LCA II

Given the root and two nodes in a Binary Tree. Find the lowest common ancestor(LCA) of the two nodes.

The lowest common ancestor is the node with largest depth which is the ancestor of both nodes.

The node has an extra attributeparentwhich point to the father of itself. The root's parent is null.

Example

For the following binary tree:

  4
 / \
3   7
   / \
  5   6

LCA(3, 5) =4

LCA(5, 6) =7

LCA(6, 7) =7

Note

变形题，现在多了一个parent指针。

可以迭代去做，倒着循环

5出发 5 7 4

6出发 6 7 4

最近的是7

自己也可以是自己的祖先

Code

/**
 * Definition of ParentTreeNode:
 * 
 * class ParentTreeNode {
 *     public ParentTreeNode parent, left, right;
 * }
 */


public class Solution {
    /*
     * @param root: The root of the tree
     * @param A: node in the tree
     * @param B: node in the tree
     * @return: The lowest common ancestor of A and B
     */
    public ParentTreeNode lowestCommonAncestorII(ParentTreeNode root, ParentTreeNode A, ParentTreeNode B) {
        if (root == null || root == A || root == B) {
            return root;
        }

        Set<ParentTreeNode> parentSet = new HashSet<>();
        ParentTreeNode cur = A;
        // Add node A's parent path to the pathSet
        while (cur != null) {
            parentSet.add(cur);
            cur = cur.parent;
        }
        // Traverse B's parent path, the first node that appears in A's parent path is the answer
        cur = B;
        while (cur != null) {
            if (parentSet.contains(cur)) {
                return cur;
            }
            cur = cur.parent;
        }
        return null;
    }
}

贴一个类似快慢指针的O(1)空间的做法：

p1, p2分别从A，B出发， 向root方向遍历。 p1达到root之后， 从B开始重新向root遍历。p2达到root之后， 从A开始重新向root遍历。

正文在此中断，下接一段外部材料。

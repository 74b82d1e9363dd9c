use std::path::PathBuf;

#[derive(thiserror::Error, Debug)]
pub enum IndexError {
    /// A manifest, noise-word list or document could not be read. Aborts the whole build.
    #[error("{what} unavailable: {}", path.display())]
    SourceUnavailable {
        what: &'static str,
        path: PathBuf,
        #[source]
        source: std::io::Error,
    },
}

impl IndexError {
    pub fn source_unavailable(what: &'static str, path: impl Into<PathBuf>, source: std::io::Error) -> Self {
        Self::SourceUnavailable { what, path: path.into(), source }
    }
}

pub type Result<T> = core::result::Result<T, IndexError>;
use anyhow::Result;
use axum::{extract::{Path, Query, State}, http::StatusCode, routing::get, Json, Router};
use kwsearch_core::{build_from_files, normalize, PostingsList, SearchIndex};
use serde::{Deserialize, Serialize};
use std::path::Path as FsPath;
use std::sync::Arc;
use tower_http::cors::{AllowOrigin, Any, CorsLayer};
use tower_http::trace::TraceLayer;

#[derive(Deserialize)]
pub struct SearchParams {
    #[serde(default)]
    pub kw1: String,
    #[serde(default)]
    pub kw2: String,
}

#[derive(Serialize)]
pub struct SearchResponse {
    pub kw1: String,
    pub kw2: String,
    pub took_s: f64,
    pub matched: bool,
    pub results: Vec<String>,
}

#[derive(Serialize)]
pub struct KeywordResponse<'a> {
    pub keyword: &'a str,
    pub postings: &'a PostingsList,
}

/// Index built once at startup; handlers only read it.
#[derive(Clone)]
pub struct AppState {
    pub index: Arc<SearchIndex>,
}

pub fn build_app_from_files(docs: &FsPath, noise: &FsPath) -> Result<Router> {
    let index = build_from_files(docs, noise)?;
    Ok(build_app(index))
}

pub fn build_app(index: SearchIndex) -> Router {
    let app_state = AppState { index: Arc::new(index) };

    // CORS: read CORS_ALLOW_ORIGIN (comma-separated) or allow Any by default
    let cors = match std::env::var("CORS_ALLOW_ORIGIN") {
        Ok(val) => {
            let origins: Vec<_> = val
                .split(',')
                .filter_map(|s| s.trim().parse().ok())
                .collect();
            if origins.is_empty() {
                CorsLayer::new().allow_origin(Any).allow_methods(Any).allow_headers(Any)
            } else {
                CorsLayer::new().allow_origin(AllowOrigin::list(origins)).allow_methods(Any).allow_headers(Any)
            }
        }
        Err(_) => CorsLayer::new().allow_origin(Any).allow_methods(Any).allow_headers(Any),
    };

    Router::new()
        .route("/health", get(|| async { "ok" }))
        .route("/search", get(search_handler))
        .route("/keyword/:keyword", get(keyword_handler))
        .with_state(app_state)
        .layer(cors)
        .layer(TraceLayer::new_for_http())
}

pub async fn search_handler(State(state): State<AppState>, Query(params): Query<SearchParams>) -> Json<SearchResponse> {
    let start = std::time::Instant::now();
    let kw1 = normalize(&params.kw1).unwrap_or_default();
    let kw2 = normalize(&params.kw2).unwrap_or_default();
    let found = state.index.top5_search(&kw1, &kw2);
    let elapsed = start.elapsed();
    tracing::debug!(%kw1, %kw2, matched = found.is_some(), "search");
    Json(SearchResponse {
        kw1,
        kw2,
        took_s: elapsed.as_secs_f64(),
        matched: found.is_some(),
        results: found.unwrap_or_default(),
    })
}

pub async fn keyword_handler(State(state): State<AppState>, Path(keyword): Path<String>) -> Result<Json<serde_json::Value>, (StatusCode, String)> {
    let kw = normalize(&keyword).unwrap_or_default();
    match state.index.postings(&kw) {
        Some(postings) => {
            let body = serde_json::to_value(KeywordResponse { keyword: &kw, postings })
                .map_err(|e| (StatusCode::INTERNAL_SERVER_ERROR, e.to_string()))?;
            Ok(Json(body))
        }
        None => Err((StatusCode::NOT_FOUND, format!("keyword {keyword:?} not indexed"))),
    }
}
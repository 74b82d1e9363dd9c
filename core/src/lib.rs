pub mod error;
pub mod index;
pub mod postings;
pub mod search;
pub mod source;
pub mod tokenizer;

use serde::{Deserialize, Serialize};

pub use error::{IndexError, Result};
pub use index::{build_index, IndexBuilder, SearchIndex};
pub use postings::{insert_last_occurrence, PostingsList};
pub use search::{Hit, Source, TOP_K};
pub use source::{build_from_files, FileSource, MemorySource, TokenSource};
pub use tokenizer::{normalize, NoiseWords};

/// A document name exactly as listed in the manifest.
pub type DocId = String;
/// A normalized, lower-case word eligible for indexing.
pub type Keyword = String;

/// One keyword's frequency in one document.
#[derive(Debug, Clone, PartialEq, Eq, Serialize, Deserialize)]
pub struct Occurrence {
    pub document: DocId,
    pub frequency: u32,
}

impl Occurrence {
    pub fn new(document: impl Into<DocId>, frequency: u32) -> Self {
        Self { document: document.into(), frequency }
    }
}

impl std::fmt::Display for Occurrence {
    fn fmt(&self, f: &mut std::fmt::Formatter<'_>) -> std::fmt::Result {
        write!(f, "({},{})", self.document, self.frequency)
    }
}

p1和p2在第二次遍历时，一定会在第一个intersection（i.e LCA）相遇。 时间复杂度O(h)，h是数的最大高度

public ParentTreeNode lowestCommonAncestorII(ParentTreeNode root, ParentTreeNode A, ParentTreeNode B) {
    // write your code here
    ParentTreeNode p1 = A, p2 = B;
    while (p1 != p2) {
        p1 = p1.parent == null ? B : p1.parent;
        p2 = p2.parent == null ? A : p2.parent; 
    }
    return p1;
}